> _WHAT THIS TASK INVOLVES_
The full listing is to be written out again, unchanged.

◆ ◆ ◆ ◆ ◆ ◆ ◆

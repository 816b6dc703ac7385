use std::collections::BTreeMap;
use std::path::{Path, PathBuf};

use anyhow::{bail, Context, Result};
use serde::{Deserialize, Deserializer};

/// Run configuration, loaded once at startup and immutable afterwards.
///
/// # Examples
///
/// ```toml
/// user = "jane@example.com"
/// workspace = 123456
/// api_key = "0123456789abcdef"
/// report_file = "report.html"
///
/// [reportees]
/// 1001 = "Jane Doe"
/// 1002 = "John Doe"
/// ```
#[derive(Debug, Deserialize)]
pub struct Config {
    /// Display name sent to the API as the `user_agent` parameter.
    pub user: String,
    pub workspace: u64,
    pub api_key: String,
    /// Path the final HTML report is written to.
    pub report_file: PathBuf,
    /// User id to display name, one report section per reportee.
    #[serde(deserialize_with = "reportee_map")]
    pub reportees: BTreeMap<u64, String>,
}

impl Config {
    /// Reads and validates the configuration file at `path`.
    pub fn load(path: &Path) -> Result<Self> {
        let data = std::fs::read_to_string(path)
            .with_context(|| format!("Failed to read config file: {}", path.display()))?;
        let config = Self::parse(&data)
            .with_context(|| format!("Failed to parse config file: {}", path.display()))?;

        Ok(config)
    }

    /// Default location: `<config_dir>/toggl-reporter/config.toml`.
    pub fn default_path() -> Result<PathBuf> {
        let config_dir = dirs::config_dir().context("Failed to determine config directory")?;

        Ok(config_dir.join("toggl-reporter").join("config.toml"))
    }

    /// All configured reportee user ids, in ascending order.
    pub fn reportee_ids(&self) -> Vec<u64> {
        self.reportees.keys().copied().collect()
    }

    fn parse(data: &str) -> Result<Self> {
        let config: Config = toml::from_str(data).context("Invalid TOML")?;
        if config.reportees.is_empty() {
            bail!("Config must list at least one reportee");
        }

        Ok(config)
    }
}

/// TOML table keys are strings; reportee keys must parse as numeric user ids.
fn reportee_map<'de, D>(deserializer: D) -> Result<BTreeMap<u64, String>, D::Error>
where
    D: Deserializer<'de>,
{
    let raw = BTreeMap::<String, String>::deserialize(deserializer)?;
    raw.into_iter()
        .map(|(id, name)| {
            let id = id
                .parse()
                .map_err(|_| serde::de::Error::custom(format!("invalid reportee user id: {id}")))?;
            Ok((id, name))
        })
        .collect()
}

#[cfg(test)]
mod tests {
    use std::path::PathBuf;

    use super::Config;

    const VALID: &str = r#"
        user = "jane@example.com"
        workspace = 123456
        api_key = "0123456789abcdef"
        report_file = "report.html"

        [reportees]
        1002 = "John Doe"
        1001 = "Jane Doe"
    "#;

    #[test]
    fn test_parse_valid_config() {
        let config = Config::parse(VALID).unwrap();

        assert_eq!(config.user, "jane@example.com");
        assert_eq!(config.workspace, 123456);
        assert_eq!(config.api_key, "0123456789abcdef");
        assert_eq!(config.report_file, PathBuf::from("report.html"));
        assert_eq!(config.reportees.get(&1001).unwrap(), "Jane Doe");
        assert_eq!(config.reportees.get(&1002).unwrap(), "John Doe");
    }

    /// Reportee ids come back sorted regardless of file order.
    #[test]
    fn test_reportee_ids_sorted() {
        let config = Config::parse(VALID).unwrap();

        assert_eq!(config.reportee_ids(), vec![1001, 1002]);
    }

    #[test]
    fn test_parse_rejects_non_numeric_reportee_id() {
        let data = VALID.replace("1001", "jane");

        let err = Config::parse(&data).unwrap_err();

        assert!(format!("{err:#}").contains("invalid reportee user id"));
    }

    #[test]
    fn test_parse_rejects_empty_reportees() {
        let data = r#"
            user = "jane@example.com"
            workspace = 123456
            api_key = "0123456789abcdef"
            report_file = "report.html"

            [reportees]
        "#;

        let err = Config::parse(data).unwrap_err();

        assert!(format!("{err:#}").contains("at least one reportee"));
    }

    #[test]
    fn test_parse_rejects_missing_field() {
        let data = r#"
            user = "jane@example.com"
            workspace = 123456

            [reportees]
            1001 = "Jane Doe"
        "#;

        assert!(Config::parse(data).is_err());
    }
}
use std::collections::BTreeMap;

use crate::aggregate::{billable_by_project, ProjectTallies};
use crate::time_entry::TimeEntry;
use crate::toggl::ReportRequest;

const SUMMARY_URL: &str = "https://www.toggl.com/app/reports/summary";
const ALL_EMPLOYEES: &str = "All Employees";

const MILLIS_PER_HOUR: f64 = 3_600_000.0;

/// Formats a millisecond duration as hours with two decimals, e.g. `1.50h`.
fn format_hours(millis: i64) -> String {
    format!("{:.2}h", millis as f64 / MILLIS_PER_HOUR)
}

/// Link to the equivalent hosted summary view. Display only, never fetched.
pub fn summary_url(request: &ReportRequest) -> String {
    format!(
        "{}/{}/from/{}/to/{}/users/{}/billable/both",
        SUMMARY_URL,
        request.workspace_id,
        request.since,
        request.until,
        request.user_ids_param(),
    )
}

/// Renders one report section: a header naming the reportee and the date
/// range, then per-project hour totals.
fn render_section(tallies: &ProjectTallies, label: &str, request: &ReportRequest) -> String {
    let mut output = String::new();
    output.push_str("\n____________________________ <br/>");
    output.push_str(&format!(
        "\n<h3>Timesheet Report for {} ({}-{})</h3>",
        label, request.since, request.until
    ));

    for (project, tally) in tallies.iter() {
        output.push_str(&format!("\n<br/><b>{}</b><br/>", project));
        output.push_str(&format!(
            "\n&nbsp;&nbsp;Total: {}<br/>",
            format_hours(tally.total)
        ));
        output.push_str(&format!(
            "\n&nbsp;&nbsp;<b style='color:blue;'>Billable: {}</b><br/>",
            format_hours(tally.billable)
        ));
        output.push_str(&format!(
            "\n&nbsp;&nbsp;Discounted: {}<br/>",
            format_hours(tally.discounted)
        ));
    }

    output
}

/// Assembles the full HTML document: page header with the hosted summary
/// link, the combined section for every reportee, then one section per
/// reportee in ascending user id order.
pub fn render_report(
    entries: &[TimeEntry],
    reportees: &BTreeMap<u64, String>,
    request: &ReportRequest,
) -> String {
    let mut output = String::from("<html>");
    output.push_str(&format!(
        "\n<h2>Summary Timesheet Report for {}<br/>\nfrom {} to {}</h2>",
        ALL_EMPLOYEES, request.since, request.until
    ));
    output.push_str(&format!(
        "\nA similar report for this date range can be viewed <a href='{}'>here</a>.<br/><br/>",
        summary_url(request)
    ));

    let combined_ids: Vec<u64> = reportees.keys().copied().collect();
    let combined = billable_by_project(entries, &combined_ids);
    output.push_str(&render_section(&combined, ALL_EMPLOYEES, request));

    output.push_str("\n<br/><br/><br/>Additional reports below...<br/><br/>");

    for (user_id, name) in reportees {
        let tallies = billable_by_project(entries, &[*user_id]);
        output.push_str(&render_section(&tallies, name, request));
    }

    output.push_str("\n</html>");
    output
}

◆ ◆ ◆ ◆ ◆ ◆ ◆

> _ANSWER TO THE EXERCISE_
repository 816b6dc703ac7385
use std::collections::BTreeMap;
use std::path::{Path, PathBuf};

use anyhow::{bail, Context, Result};
use serde::{Deserialize, Deserializer};

/// Run configuration, loaded once at startup and immutable afterwards.
///
/// # Examples
///
/// ```toml
/// user = "jane@example.com"
/// workspace = 123456
/// api_key = "0123456789abcdef"
/// report_file = "report.html"
///
/// [reportees]
/// 1001 = "Jane Doe"
/// 1002 = "John Doe"
/// ```
#[derive(Debug, Deserialize)]
pub struct Config {
    /// Display name sent to the API as the `user_agent` parameter.
    pub user: String,
    pub workspace: u64,
    pub api_key: String,
    /// Path the final HTML report is written to.
    pub report_file: PathBuf,
    /// User id to display name, one report section per reportee.
    #[serde(deserialize_with = "reportee_map")]
    pub reportees: BTreeMap<u64, String>,
}

impl Config {
    /// Reads and validates the configuration file at `path`.
    pub fn load(path: &Path) -> Result<Self> {
        let data = std::fs::read_to_string(path)
            .with_context(|| format!("Failed to read config file: {}", path.display()))?;
        let config = Self::parse(&data)
            .with_context(|| format!("Failed to parse config file: {}", path.display()))?;

        Ok(config)
    }

    /// Default location: `<config_dir>/toggl-reporter/config.toml`.
    pub fn default_path() -> Result<PathBuf> {
        let config_dir = dirs::config_dir().context("Failed to determine config directory")?;

        Ok(config_dir.join("toggl-reporter").join("config.toml"))
    }

    /// All configured reportee user ids, in ascending order.
    pub fn reportee_ids(&self) -> Vec<u64> {
        self.reportees.keys().copied().collect()
    }

    fn parse(data: &str) -> Result<Self> {
        let config: Config = toml::from_str(data).context("Invalid TOML")?;
        if config.reportees.is_empty() {
            bail!("Config must list at least one reportee");
        }

        Ok(config)
    }
}

/// TOML table keys are strings; reportee keys must parse as numeric user ids.
fn reportee_map<'de, D>(deserializer: D) -> Result<BTreeMap<u64, String>, D::Error>
where
    D: Deserializer<'de>,
{
    let raw = BTreeMap::<String, String>::deserialize(deserializer)?;
    raw.into_iter()
        .map(|(id, name)| {
            let id = id
                .parse()
                .map_err(|_| serde::de::Error::custom(format!("invalid reportee user id: {id}")))?;
            Ok((id, name))
        })
        .collect()
}

#[cfg(test)]
mod tests {
    use std::path::PathBuf;

    use super::Config;

    const VALID: &str = r#"
        user = "jane@example.com"
        workspace = 123456
        api_key = "0123456789abcdef"
        report_file = "report.html"

        [reportees]
        1002 = "John Doe"
        1001 = "Jane Doe"
    "#;

    #[test]
    fn test_parse_valid_config() {
        let config = Config::parse(VALID).unwrap();

        assert_eq!(config.user, "jane@example.com");
        assert_eq!(config.workspace, 123456);
        assert_eq!(config.api_key, "0123456789abcdef");
        assert_eq!(config.report_file, PathBuf::from("report.html"));
        assert_eq!(config.reportees.get(&1001).unwrap(), "Jane Doe");
        assert_eq!(config.reportees.get(&1002).unwrap(), "John Doe");
    }

    /// Reportee ids come back sorted regardless of file order.
    #[test]
    fn test_reportee_ids_sorted() {
        let config = Config::parse(VALID).unwrap();

        assert_eq!(config.reportee_ids(), vec![1001, 1002]);
    }

    #[test]
    fn test_parse_rejects_non_numeric_reportee_id() {
        let data = VALID.replace("1001", "jane");

        let err = Config::parse(&data).unwrap_err();

        assert!(format!("{err:#}").contains("invalid reportee user id"));
    }

    #[test]
    fn test_parse_rejects_empty_reportees() {
        let data = r#"
            user = "jane@example.com"
            workspace = 123456
            api_key = "0123456789abcdef"
            report_file = "report.html"

            [reportees]
        "#;

        let err = Config::parse(data).unwrap_err();

        assert!(format!("{err:#}").contains("at least one reportee"));
    }

    #[test]
    fn test_parse_rejects_missing_field() {
        let data = r#"
            user = "jane@example.com"
            workspace = 123456

            [reportees]
            1001 = "Jane Doe"
        "#;

        assert!(Config::parse(data).is_err());
    }
}
use std::collections::BTreeMap;

use crate::aggregate::{billable_by_project, ProjectTallies};
use crate::time_entry::TimeEntry;
use crate::toggl::ReportRequest;

const SUMMARY_URL: &str = "https://www.toggl.com/app/reports/summary";
const ALL_EMPLOYEES: &str = "All Employees";

const MILLIS_PER_HOUR: f64 = 3_600_000.0;

/// Formats a millisecond duration as hours with two decimals, e.g. `1.50h`.
fn format_hours(millis: i64) -> String {
    format!("{:.2}h", millis as f64 / MILLIS_PER_HOUR)
}

/// Link to the equivalent hosted summary view. Display only, never fetched.
pub fn summary_url(request: &ReportRequest) -> String {
    format!(
        "{}/{}/from/{}/to/{}/users/{}/billable/both",
        SUMMARY_URL,
        request.workspace_id,
        request.since,
        request.until,
        request.user_ids_param(),
    )
}

/// Renders one report section: a header naming the reportee and the date
/// range, then per-project hour totals.
fn render_section(tallies: &ProjectTallies, label: &str, request: &ReportRequest) -> String {
    let mut output = String::new();
    output.push_str("\n____________________________ <br/>");
    output.push_str(&format!(
        "\n<h3>Timesheet Report for {} ({}-{})</h3>",
        label, request.since, request.until
    ));

    for (project, tally) in tallies.iter() {
        output.push_str(&format!("\n<br/><b>{}</b><br/>", project));
        output.push_str(&format!(
            "\n&nbsp;&nbsp;Total: {}<br/>",
            format_hours(tally.total)
        ));
        output.push_str(&format!(
            "\n&nbsp;&nbsp;<b style='color:blue;'>Billable: {}</b><br/>",
            format_hours(tally.billable)
        ));
        output.push_str(&format!(
            "\n&nbsp;&nbsp;Discounted: {}<br/>",
            format_hours(tally.discounted)
        ));
    }

    output
}

/// Assembles the full HTML document: page header with the hosted summary
/// link, the combined section for every reportee, then one section per
/// reportee in ascending user id order.
pub fn render_report(
    entries: &[TimeEntry],
    reportees: &BTreeMap<u64, String>,
    request: &ReportRequest,
) -> String {
    let mut output = String::from("<html>");
    output.push_str(&format!(
        "\n<h2>Summary Timesheet Report for {}<br/>\nfrom {} to {}</h2>",
        ALL_EMPLOYEES, request.since, request.until
    ));
    output.push_str(&format!(
        "\nA similar report for this date range can be viewed <a href='{}'>here</a>.<br/><br/>",
        summary_url(request)
    ));

    let combined_ids: Vec<u64> = reportees.keys().copied().collect();
    let combined = billable_by_project(entries, &combined_ids);
    output.push_str(&render_section(&combined, ALL_EMPLOYEES, request));

    output.push_str("\n<br/><br/><br/>Additional reports below...<br/><br/>");

    for (user_id, name) in reportees {
        let tallies = billable_by_project(entries, &[*user_id]);
        output.push_str(&render_section(&tallies, name, request));
    }

    output.push_str("\n</html>");
    output
}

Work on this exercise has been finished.